Def slept AT the bar last night, wow that's a first!
Come put a leash on your gf. She just challenged 8 cops to a wrestling match for 'tag team champion of the world'
My 11 year old cousin is wearing a Jane Austen fan club t shirt. I'm trying not to tear into her, but I'm five coronas deep and losing control.
there were at least 5 of us standing around the bathroom stall cheering you on to throw up.
she said my body looked tiny like it was a bad thing and then didn't even mention how great my tits look. it's like we're not even friends.

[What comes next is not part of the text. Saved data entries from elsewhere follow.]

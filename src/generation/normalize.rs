//! Model Response Normalizer.
//!
//! Backends answer with a URL string, a list, a keyed object, or raw bytes. The
//! normalizer collapses all of them into one [`GeneratedImage`] before anything
//! downstream sees the result, persisting byte output through the Blob Sink.
//!
//! Checks run in a fixed order and the first match wins:
//! 1. a string that starts with `http` is the URL;
//! 2. a sequence is judged by its first element only;
//! 3. a byte stream is drained in arrival order and stored;
//! 4. a mapping is scanned in delivery order for the first URL string, object
//!    exposing `url`, or byte stream. An empty mapping means the backend
//!    silently declined to generate.

use super::{ByteStream, RawModelOutput};
use crate::storage::{BlobSink, StorageError};
use bytes::{Bytes, BytesMut};
use futures_util::StreamExt;
use reqwest::Url;
use serde::Serialize;
use serde_json::Value;
use std::sync::Arc;
use thiserror::Error;
use tracing::{debug, info};

pub const DEFAULT_CONTENT_TYPE: &str = "image/png";

/// A fetchable reference to a generated artifact.
#[derive(Debug, Clone, PartialEq, Eq, Serialize)]
#[serde(transparent)]
pub struct GeneratedImage(String);

impl GeneratedImage {
    pub fn parse(candidate: &str) -> Result<Self, NormalizeError> {
        let trimmed = candidate.trim();
        let parsed =
            Url::parse(trimmed).map_err(|_| NormalizeError::InvalidUrl(trimmed.to_string()))?;
        if !matches!(parsed.scheme(), "http" | "https") || parsed.host_str().is_none() {
            return Err(NormalizeError::InvalidUrl(trimmed.to_string()));
        }
        Ok(Self(trimmed.to_string()))
    }

    pub fn url(&self) -> &str {
        &self.0
    }

    pub fn into_url(self) -> String {
        self.0
    }
}

#[derive(Debug, Error)]
pub enum NormalizeError {
    #[error("model returned an empty response; generation likely failed or was rejected")]
    EmptyResponse,
    #[error("unrecognized response shape: {0}")]
    UnrecognizedShape(String),
    #[error("Invalid image URL: {0}")]
    InvalidUrl(String),
    #[error("byte stream interrupted: {0}")]
    Stream(String),
    #[error(transparent)]
    Storage(#[from] StorageError),
}

enum Located {
    Url(String),
    Stream(ByteStream),
}

#[derive(Clone)]
pub struct Normalizer {
    sink: Arc<dyn BlobSink>,
}

impl Normalizer {
    pub fn new(sink: Arc<dyn BlobSink>) -> Self {
        Self { sink }
    }

    /// `prefix` names the stored object for traceability (e.g. `flux-logo`).
    pub async fn normalize(
        &self,
        raw: RawModelOutput,
        content_type: &str,
        prefix: &str,
    ) -> Result<GeneratedImage, NormalizeError> {
        let shape = raw.shape();
        match locate(raw)? {
            Located::Url(url) => {
                debug!(target = "studio.pipeline", shape, %url, "model_output_url");
                GeneratedImage::parse(&url)
            }
            Located::Stream(stream) => {
                let bytes = drain(stream)
                    .await
                    .map_err(|err| NormalizeError::Stream(err.to_string()))?;
                if bytes.is_empty() {
                    return Err(NormalizeError::EmptyResponse);
                }
                let size = bytes.len();
                let url = self.sink.store(bytes, content_type, prefix).await?;
                info!(target = "studio.pipeline", shape, size, %url, "model_output_persisted");
                GeneratedImage::parse(&url)
            }
        }
    }
}

/// Reads a stream to its end, appending chunks in arrival order.
pub async fn drain(mut stream: ByteStream) -> Result<Bytes, std::io::Error> {
    let mut buffer = BytesMut::new();
    while let Some(chunk) = stream.next().await {
        buffer.extend_from_slice(&chunk?);
    }
    Ok(buffer.freeze())
}

fn locate(raw: RawModelOutput) -> Result<Located, NormalizeError> {
    match raw {
        RawModelOutput::Text(text) if looks_like_url(&text) => Ok(Located::Url(text)),
        RawModelOutput::Text(text) => Err(NormalizeError::UnrecognizedShape(format!(
            "text is not a URL: {}",
            preview(&text)
        ))),
        RawModelOutput::Sequence(items) => match items.into_iter().next() {
            Some(first) => locate(first),
            None => Err(NormalizeError::EmptyResponse),
        },
        RawModelOutput::Stream(stream) => Ok(Located::Stream(stream)),
        RawModelOutput::Mapping(entries) => scan_mapping(entries),
        RawModelOutput::Other(value) => Err(NormalizeError::UnrecognizedShape(describe(&value))),
    }
}

fn scan_mapping(entries: Vec<(String, RawModelOutput)>) -> Result<Located, NormalizeError> {
    if entries.is_empty() {
        return Err(NormalizeError::EmptyResponse);
    }
    let mut keys = Vec::with_capacity(entries.len());
    for (key, value) in entries {
        match value {
            RawModelOutput::Text(text) if looks_like_url(&text) || key == "url" => {
                return Ok(Located::Url(text));
            }
            RawModelOutput::Mapping(inner) => {
                if let Some(url) = url_field(inner) {
                    return Ok(Located::Url(url));
                }
            }
            RawModelOutput::Stream(stream) => return Ok(Located::Stream(stream)),
            _ => {}
        }
        keys.push(key);
    }
    Err(NormalizeError::UnrecognizedShape(format!(
        "no URL or byte stream among entries [{}]",
        keys.join(", ")
    )))
}

fn url_field(entries: Vec<(String, RawModelOutput)>) -> Option<String> {
    entries.into_iter().find_map(|(key, value)| match value {
        RawModelOutput::Text(text) if key == "url" => Some(text),
        _ => None,
    })
}

fn looks_like_url(text: &str) -> bool {
    text.trim_start()
        .get(..4)
        .is_some_and(|scheme| scheme.eq_ignore_ascii_case("http"))
}

fn describe(value: &Value) -> String {
    match value {
        Value::Null => "null".into(),
        Value::Bool(b) => format!("boolean {b}"),
        Value::Number(n) => format!("number {n}"),
        other => preview(&other.to_string()),
    }
}

fn preview(text: &str) -> String {
    let mut out: String = text.chars().take(80).collect();
    if text.chars().count() > 80 {
        out.push_str("...");
    }
    out
}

I vomited in the sink and my bra was in there...I don't even have words to describe this hangover confusion
Have thirty minutes until my shift starts. My heart says liquor store but my future says no
So I've gone into the break room to heat up a styrofoam cup 8 times over the course of 4 hours.. that desperate to see him. Now I have a broken heart AND cancer.
I just found scrambled eggs in my shower. Thanks for that, asshole.
Well, I guess that's how life goes for my dad. One minute you're walking with your cooler on the afterglow of a Lynyrd Skynyrd concert, the next you find your grown son choking out a drunk redneck against your pickup truck.
I really wanted to pound but her roomate was making mac n cheese n shit so I was trying to time her moans to the drone of the microwave
Also, I don't know if it's the drugs I'm on or not, but I truly believe I was hypnotized last night listening to an audio book.
He made her leave because she liked Top-Ramen better than Maruchaun. He's my hero.
We haven't had hot water in our dorm all weekend. Do you know if there is any other way to wash off shame?
I’m honestly just flattered that you think I could make PornHub’s Top 10.